▸ **Work to complete**:
Your response should be the complete set of records, reproduced exactly.

▸ **Input**:
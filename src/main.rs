use aosim::{ScenarioConfig, Scenario};
use aosim::{AttitudeObserver, BhObserver, BhLoop, OrbitObserver, StateCsvObserver};
use aosim::{propagate_attitude, propagate_orbit, trace_bh_loop};
use aosim::{bench_dynamics, bench_integration, bench_rod_derivative};

use clap::{Parser, ValueEnum};
use anyhow::{Context, Result};
use tracing::info;
use tracing_subscriber::EnvFilter;

use std::fs::File;
use std::io::BufReader;
use std::path::{Path, PathBuf};

#[derive(ValueEnum, Debug, Clone, Copy, PartialEq, Eq)]
enum Mode {
    Simulate,
    VerifyHysteresis,
    VerifyAttitude,
    VerifyOrbit,
    Bench,
}

#[derive(Parser, Debug)]
#[command(about = "Attitude and orbit simulation of a passively magnetically stabilized spacecraft")]
struct Args {
    /// Scenario YAML; a bare name is looked up in `scenarios/`
    #[arg(short, long)]
    scenario: Option<PathBuf>,

    #[arg(short, long, default_value = "output.csv")]
    output: PathBuf,

    #[arg(short, long, value_enum, default_value_t = Mode::Simulate)]
    mode: Mode,

    /// End time [s]
    #[arg(long)]
    t_end: Option<f64>,

    /// Initial step [s]
    #[arg(long)]
    dt: Option<f64>,

    /// Split the run into intervals of this length [s], at least 1
    #[arg(long)]
    checkpoint_interval: Option<f64>,

    /// Use the Fehlberg 7(8) pair
    #[arg(long)]
    higher_order: bool,

    /// Initial body rate x,y,z [rad/s]
    #[arg(long, value_delimiter = ',', num_args = 3, allow_hyphen_values = true)]
    angular_velocity: Option<Vec<f64>>,

    /// Fly without hysteresis rods
    #[arg(long)]
    no_rods: bool,

    #[arg(short, long)]
    verbose: bool,
}

fn init_logging(verbose: bool) {
    let default = if verbose { "debug" } else { "info" };
    let filter = EnvFilter::try_from_default_env().unwrap_or_else(|_| EnvFilter::new(default));
    tracing_subscriber::fmt().with_env_filter(filter).with_target(false).init();
}

fn resolve_scenario_path(path: &Path) -> PathBuf {
    if path.exists() {
        return path.to_path_buf();
    }
    PathBuf::from(env!("CARGO_MANIFEST_DIR")).join("scenarios").join(path)
}

// load here to keep main clean
fn load_scenario_config(args: &Args) -> Result<ScenarioConfig> {
    let mut cfg = match &args.scenario {
        Some(path) => {
            let config_path = resolve_scenario_path(path);
            let file = File::open(&config_path)
                .with_context(|| format!("failed to open scenario {}", config_path.display()))?;
            let reader = BufReader::new(file);
            serde_yaml::from_reader(reader)
                .with_context(|| format!("failed to parse scenario {}", config_path.display()))?
        }
        None => ScenarioConfig::default(),
    };

    if let Some(t_end) = args.t_end {
        cfg.parameters.t_end = t_end;
    }
    if let Some(dt) = args.dt {
        cfg.parameters.dt_initial = dt;
    }
    if let Some(interval) = args.checkpoint_interval {
        cfg.engine.checkpoint_interval = Some(interval);
    }
    if args.higher_order {
        cfg.engine.higher_order = true;
    }
    if let Some(w) = &args.angular_velocity {
        if let [x, y, z] = w[..] {
            cfg.initial.angular_velocity = [x, y, z];
        }
    }
    if args.no_rods {
        cfg.spacecraft.rods.orientations.clear();
        cfg.initial.rod_magnetizations = None;
    }
    Ok(cfg)
}

fn main() -> Result<()> {
    let args = Args::parse();
    init_logging(args.verbose);

    let scenario_cfg = load_scenario_config(&args)?;

    match args.mode {
        Mode::Bench => {
            bench_rod_derivative()?;
            bench_dynamics()?;
            bench_integration()?;
        }
        Mode::VerifyHysteresis => {
            scenario_cfg.debug_summary();
            let settings = BhLoop::default();
            let mut observer = BhObserver::create(&args.output, settings.field)?;
            trace_bh_loop(scenario_cfg.spacecraft.rods.hysteresis.parameters(), &settings, &mut observer)?;
            let rows = observer.finish()?;
            info!(rows, output = %args.output.display(), "B-H loop written");
        }
        Mode::VerifyOrbit => {
            scenario_cfg.debug_summary();
            let scenario = Scenario::build_scenario(scenario_cfg).context("invalid scenario")?;
            let mut observer = OrbitObserver::create(&args.output)?;
            propagate_orbit(&scenario, &mut observer)?;
            let rows = observer.finish()?;
            info!(rows, output = %args.output.display(), "orbit written");
        }
        Mode::VerifyAttitude => {
            scenario_cfg.debug_summary();
            let scenario = Scenario::build_scenario(scenario_cfg).context("invalid scenario")?;
            let mut observer = AttitudeObserver::create(&args.output)?;
            propagate_attitude(&scenario, &mut observer)?;
            let rows = observer.finish()?;
            info!(rows, output = %args.output.display(), "attitude written");
        }
        Mode::Simulate => {
            scenario_cfg.debug_summary();
            let scenario = Scenario::build_scenario(scenario_cfg).context("invalid scenario")?;
            let mut observer =
                StateCsvObserver::create(&args.output, scenario.spacecraft.num_rods(), scenario.columns)?;
            let summary = scenario.run(&mut observer)?;
            let rows = observer.finish()?;
            info!(
                rows,
                output = %args.output.display(),
                omega_end = summary.final_state.angular_velocity.norm(),
                clamped_rods = summary.clamped_rods,
                "simulation written"
            );
        }
    }

    Ok(())
}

▸ **Solved problem**:
filename src/main.rs
use aosim::{ScenarioConfig, Scenario};
use aosim::{AttitudeObserver, BhObserver, BhLoop, OrbitObserver, StateCsvObserver};
use aosim::{propagate_attitude, propagate_orbit, trace_bh_loop};
use aosim::{bench_dynamics, bench_integration, bench_rod_derivative};

use clap::{Parser, ValueEnum};
use anyhow::{Context, Result};
use tracing::info;
use tracing_subscriber::EnvFilter;

use std::fs::File;
use std::io::BufReader;
use std::path::{Path, PathBuf};

#[derive(ValueEnum, Debug, Clone, Copy, PartialEq, Eq)]
enum Mode {
    Simulate,
    VerifyHysteresis,
    VerifyAttitude,
    VerifyOrbit,
    Bench,
}

#[derive(Parser, Debug)]
#[command(about = "Attitude and orbit simulation of a passively magnetically stabilized spacecraft")]
struct Args {
    /// Scenario YAML; a bare name is looked up in `scenarios/`
    #[arg(short, long)]
    scenario: Option<PathBuf>,

    #[arg(short, long, default_value = "output.csv")]
    output: PathBuf,

    #[arg(short, long, value_enum, default_value_t = Mode::Simulate)]
    mode: Mode,

    /// End time [s]
    #[arg(long)]
    t_end: Option<f64>,

    /// Initial step [s]
    #[arg(long)]
    dt: Option<f64>,

    /// Split the run into intervals of this length [s], at least 1
    #[arg(long)]
    checkpoint_interval: Option<f64>,

    /// Use the Fehlberg 7(8) pair
    #[arg(long)]
    higher_order: bool,

    /// Initial body rate x,y,z [rad/s]
    #[arg(long, value_delimiter = ',', num_args = 3, allow_hyphen_values = true)]
    angular_velocity: Option<Vec<f64>>,

    /// Fly without hysteresis rods
    #[arg(long)]
    no_rods: bool,

    #[arg(short, long)]
    verbose: bool,
}

fn init_logging(verbose: bool) {
    let default = if verbose { "debug" } else { "info" };
    let filter = EnvFilter::try_from_default_env().unwrap_or_else(|_| EnvFilter::new(default));
    tracing_subscriber::fmt().with_env_filter(filter).with_target(false).init();
}

fn resolve_scenario_path(path: &Path) -> PathBuf {
    if path.exists() {
        return path.to_path_buf();
    }
    PathBuf::from(env!("CARGO_MANIFEST_DIR")).join("scenarios").join(path)
}

// load here to keep main clean
fn load_scenario_config(args: &Args) -> Result<ScenarioConfig> {
    let mut cfg = match &args.scenario {
        Some(path) => {
            let config_path = resolve_scenario_path(path);
            let file = File::open(&config_path)
                .with_context(|| format!("failed to open scenario {}", config_path.display()))?;
            let reader = BufReader::new(file);
            serde_yaml::from_reader(reader)
                .with_context(|| format!("failed to parse scenario {}", config_path.display()))?
        }
        None => ScenarioConfig::default(),
    };

    if let Some(t_end) = args.t_end {
        cfg.parameters.t_end = t_end;
    }
    if let Some(dt) = args.dt {
        cfg.parameters.dt_initial = dt;
    }
    if let Some(interval) = args.checkpoint_interval {
        cfg.engine.checkpoint_interval = Some(interval);
    }
    if args.higher_order {
        cfg.engine.higher_order = true;
    }
    if let Some(w) = &args.angular_velocity {
        if let [x, y, z] = w[..] {
            cfg.initial.angular_velocity = [x, y, z];
        }
    }
    if args.no_rods {
        cfg.spacecraft.rods.orientations.clear();
        cfg.initial.rod_magnetizations = None;
    }
    Ok(cfg)
}

fn main() -> Result<()> {
    let args = Args::parse();
    init_logging(args.verbose);

    let scenario_cfg = load_scenario_config(&args)?;

    match args.mode {
        Mode::Bench => {
            bench_rod_derivative()?;
            bench_dynamics()?;
            bench_integration()?;
        }
        Mode::VerifyHysteresis => {
            scenario_cfg.debug_summary();
            let settings = BhLoop::default();
            let mut observer = BhObserver::create(&args.output, settings.field)?;
            trace_bh_loop(scenario_cfg.spacecraft.rods.hysteresis.parameters(), &settings, &mut observer)?;
            let rows = observer.finish()?;
            info!(rows, output = %args.output.display(), "B-H loop written");
        }
        Mode::VerifyOrbit => {
            scenario_cfg.debug_summary();
            let scenario = Scenario::build_scenario(scenario_cfg).context("invalid scenario")?;
            let mut observer = OrbitObserver::create(&args.output)?;
            propagate_orbit(&scenario, &mut observer)?;
            let rows = observer.finish()?;
            info!(rows, output = %args.output.display(), "orbit written");
        }
        Mode::VerifyAttitude => {
            scenario_cfg.debug_summary();
            let scenario = Scenario::build_scenario(scenario_cfg).context("invalid scenario")?;
            let mut observer = AttitudeObserver::create(&args.output)?;
            propagate_attitude(&scenario, &mut observer)?;
            let rows = observer.finish()?;
            info!(rows, output = %args.output.display(), "attitude written");
        }
        Mode::Simulate => {
            scenario_cfg.debug_summary();
            let scenario = Scenario::build_scenario(scenario_cfg).context("invalid scenario")?;
            let mut observer =
                StateCsvObserver::create(&args.output, scenario.spacecraft.num_rods(), scenario.columns)?;
            let summary = scenario.run(&mut observer)?;
            let rows = observer.finish()?;
            info!(
                rows,
                output = %args.output.display(),
                omega_end = summary.final_state.angular_velocity.norm(),
                clamped_rods = summary.clamped_rods,
                "simulation written"
            );
        }
    }

    Ok(())
}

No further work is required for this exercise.